A few weeks after the Roman Catholic Cathedral fund had been going, Mr. M’Dermott, a friend of Governor Hincks and editor of the colony’s largest newspaper, was sent to jail for six months for contempt of court.  Chief Justice Beaumont was largely responsible for this very just sentence.

 The imprisoning of Mr. M’Dermottt, a European who moved in the highest circles of the land, was something of a shock.  A move was made to impeach the fearless Chief Justice, and the Governor gave his blessing.  To show his dislike of Beaumont and the resentment of large sections of the European community, the Governor personally ordered that M’Dermott be given two rooms in the jail and that the bars before his windows be removed and replaced with venetian blinds!  His two rooms wee converted into a comfortably furnished suite and he was allowed special food.  Visits to him were scarcely ever to be restricted.


M’Dermott, despite the efforts of his friends, served his full sentence.  While he was in prison, several murderers were executed and the execution customs at the Georgetown Jail were as peculiar as the prison conditions under which Mr. M’Dermott served his sentence.

 The condemned murderers were usually lined up with their back sto the wall and the other prisoners were brought out under police escort to witness the execution.  Large numbers of people were also allowed into the prison compound, including friends and relations of the condemned men.

 After the parsons had performed their religious duties, the condemned men’s heads would be covered and all were hung together in the open.  Sometimes, the condemned were allowed to address the large gatherings which usually congregated to see them executed.  On one such occasion in May, 1866, Tang-a-Kum and Low-a-Chung spoke very eloquently to the crowds about their misdeeds and cautioned their listeners not to follow their example.  After their fine speeches both men stoically paid the supreme penalty……..

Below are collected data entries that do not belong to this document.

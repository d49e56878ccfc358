//! Content-addressed blob backends

use crate::errors::{AppError, Result};
use async_trait::async_trait;
use sha2::{Digest, Sha256};
use std::collections::HashMap;
use std::path::{Component, Path, PathBuf};
use tokio::fs;
use tokio::io::AsyncWriteExt;
use tokio::sync::RwLock;
use tracing::instrument;
use uuid::Uuid;

/// `sha256:<hex>` checksum of a byte slice
pub fn checksum(data: &[u8]) -> String {
    format!("sha256:{}", hex::encode(Sha256::digest(data)))
}

/// Storage location derived from the content checksum
pub fn content_uri(checksum: &str) -> String {
    let digest = checksum.trim_start_matches("sha256:");
    let (head, _) = digest.split_at(digest.len().min(2));
    format!("sha256/{}/{}", head, digest)
}

/// Byte storage addressed by content
#[async_trait]
pub trait BlobStore: Send + Sync {
    /// Store the bytes, returning their URI; storing the same content twice is a no-op
    async fn put(&self, data: &[u8]) -> Result<String>;

    async fn get(&self, uri: &str) -> Result<Vec<u8>>;

    async fn exists(&self, uri: &str) -> Result<bool>;

    async fn delete(&self, uri: &str) -> Result<()>;
}

/// Local filesystem backend
pub struct FsBlobStore {
    root: PathBuf,
}

impl FsBlobStore {
    pub async fn new(root: impl AsRef<Path>) -> Result<Self> {
        let root = root.as_ref().to_path_buf();
        fs::create_dir_all(&root).await.map_err(storage_error)?;
        Ok(Self { root })
    }

    fn path(&self, uri: &str) -> Result<PathBuf> {
        let relative = Path::new(uri);
        if !relative.components().all(|c| matches!(c, Component::Normal(_))) {
            return Err(AppError::Storage {
                message: format!("Invalid blob location: {}", uri),
            });
        }
        Ok(self.root.join(relative))
    }
}

fn storage_error(e: std::io::Error) -> AppError {
    AppError::Storage { message: e.to_string() }
}

#[async_trait]
impl BlobStore for FsBlobStore {
    #[instrument(skip(self, data), fields(backend = "filesystem", size = data.len()))]
    async fn put(&self, data: &[u8]) -> Result<String> {
        let uri = content_uri(&checksum(data));
        let path = self.path(&uri)?;

        if fs::try_exists(&path).await.map_err(storage_error)? {
            return Ok(uri);
        }
        if let Some(parent) = path.parent() {
            fs::create_dir_all(parent).await.map_err(storage_error)?;
        }

        // Write to a unique temp file, then rename into place
        let temp = path.with_extension(format!("tmp.{}", Uuid::new_v4()));
        {
            let mut file = fs::File::create(&temp).await.map_err(storage_error)?;
            file.write_all(data).await.map_err(storage_error)?;
            file.sync_all().await.map_err(storage_error)?;
        }
        fs::rename(&temp, &path).await.map_err(storage_error)?;

        Ok(uri)
    }

    #[instrument(skip(self), fields(backend = "filesystem"))]
    async fn get(&self, uri: &str) -> Result<Vec<u8>> {
        let path = self.path(uri)?;
        fs::read(&path).await.map_err(|e| {
            if e.kind() == std::io::ErrorKind::NotFound {
                AppError::not_found("blob", uri)
            } else {
                storage_error(e)
            }
        })
    }

    async fn exists(&self, uri: &str) -> Result<bool> {
        fs::try_exists(self.path(uri)?).await.map_err(storage_error)
    }

    async fn delete(&self, uri: &str) -> Result<()> {
        match fs::remove_file(self.path(uri)?).await {
            Ok(()) => Ok(()),
            Err(e) if e.kind() == std::io::ErrorKind::NotFound => Ok(()),
            Err(e) => Err(storage_error(e)),
        }
    }
}

/// In-process backend for tests and single-node setups
#[derive(Default)]
pub struct MemoryBlobStore {
    blobs: RwLock<HashMap<String, Vec<u8>>>,
}

impl MemoryBlobStore {
    pub fn new() -> Self {
        Self::default()
    }

    /// Overwrite stored bytes in place, bypassing content addressing
    pub async fn overwrite(&self, uri: &str, data: &[u8]) {
        self.blobs.write().await.insert(uri.to_string(), data.to_vec());
    }
}

#[async_trait]
impl BlobStore for MemoryBlobStore {
    async fn put(&self, data: &[u8]) -> Result<String> {
        let uri = content_uri(&checksum(data));
        self.blobs
            .write()
            .await
            .entry(uri.clone())
            .or_insert_with(|| data.to_vec());
        Ok(uri)
    }

    async fn get(&self, uri: &str) -> Result<Vec<u8>> {
        self.blobs
            .read()
            .await
            .get(uri)
            .cloned()
            .ok_or_else(|| AppError::not_found("blob", uri))
    }

    async fn exists(&self, uri: &str) -> Result<bool> {
        Ok(self.blobs.read().await.contains_key(uri))
    }

    async fn delete(&self, uri: &str) -> Result<()> {
        self.blobs.write().await.remove(uri);
        Ok(())
    }
}

#[cfg(test)]
mod tests {
    use super::*;
    use tempfile::tempdir;

    #[test]
    fn test_checksum_format() {
        let sum = checksum(b"test-1.txt");
        assert!(sum.starts_with("sha256:"));
        assert_eq!(sum.len(), "sha256:".len() + 64);

        let uri = content_uri(&sum);
        assert!(uri.starts_with("sha256/"));
        assert!(uri.ends_with(sum.trim_start_matches("sha256:")));
    }

    #[tokio::test]
    async fn test_fs_store() {
        let dir = tempdir().unwrap();
        let store = FsBlobStore::new(dir.path().join("blobs")).await.unwrap();

        let uri = store.put(b"hello").await.unwrap();
        assert_eq!(store.put(b"hello").await.unwrap(), uri);
        assert!(store.exists(&uri).await.unwrap());
        assert_eq!(store.get(&uri).await.unwrap(), b"hello");

        store.delete(&uri).await.unwrap();
        assert!(!store.exists(&uri).await.unwrap());
        assert!(matches!(store.get(&uri).await, Err(AppError::NotFound { .. })));
    }

    #[tokio::test]
    async fn test_fs_store_rejects_traversal() {
        let dir = tempdir().unwrap();
        let store = FsBlobStore::new(dir.path()).await.unwrap();
        assert!(store.get("../etc/passwd").await.is_err());
    }

    #[tokio::test]
    async fn test_memory_store() {
        let store = MemoryBlobStore::new();
        let uri = store.put(b"data").await.unwrap();
        assert_eq!(store.get(&uri).await.unwrap(), b"data");

        store.overwrite(&uri, b"corrupted").await;
        assert_eq!(store.get(&uri).await.unwrap(), b"corrupted");
    }
}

 The time when these two murderers met their end was during the “Easter Season”.  Easter, even a century ago, meant kite-flying.  Large numbers of children and even grown-ups could be seen running down the streets flying kites.

 Kite-flying was regarded as a general nuisance in 1866 because the dangerous practice of affixing broken bit of glass on kite-tails was very common.  Kites also tended to frighten and infuriate the cows and horses which were so much a part of the city life of 1866.  Further, many men who could have been doing a good day’s work in the fields were often seen flying kites at all odd hours of the day……..

 Prosecutions were sometimes made for this offence, but one of the strangest was that which concerned a well-built man of over six feet in height and 30 years of age.  While this huge man was running down the streets trying to rise his kite, the tail became entangled to the neck of a small baby who was being taken out by her nurse.  The poor baby was nearly strangled.  The man was charged and a record of the case delightfully reports:

 “The overgrown juvenile, who thus indulged in this boyish practice, was brought before His worship this morning with hi kite, and fined $5, with the option of sojourning in jail for a fortnight with hard labour, in lieu of payment”.

 All cases, from murder to more minor offences, were tried in the Public buildings, for the courts were housed there.  In this year, exactly as was done in 1966, the Public Buildings were repainted.  But the compound in 1866 was nothing as it is today.  A dwarf chain railing surrounded the building, the grounds were overgrown with rank grass, and the depressions made by carriage wheels and horses hoofs were always muddy during the rainy season.  The Sevastapool Cannons stood up in ugly sombreness, and a visitor justifiably described the grounds as “an eye sore to every stranger!”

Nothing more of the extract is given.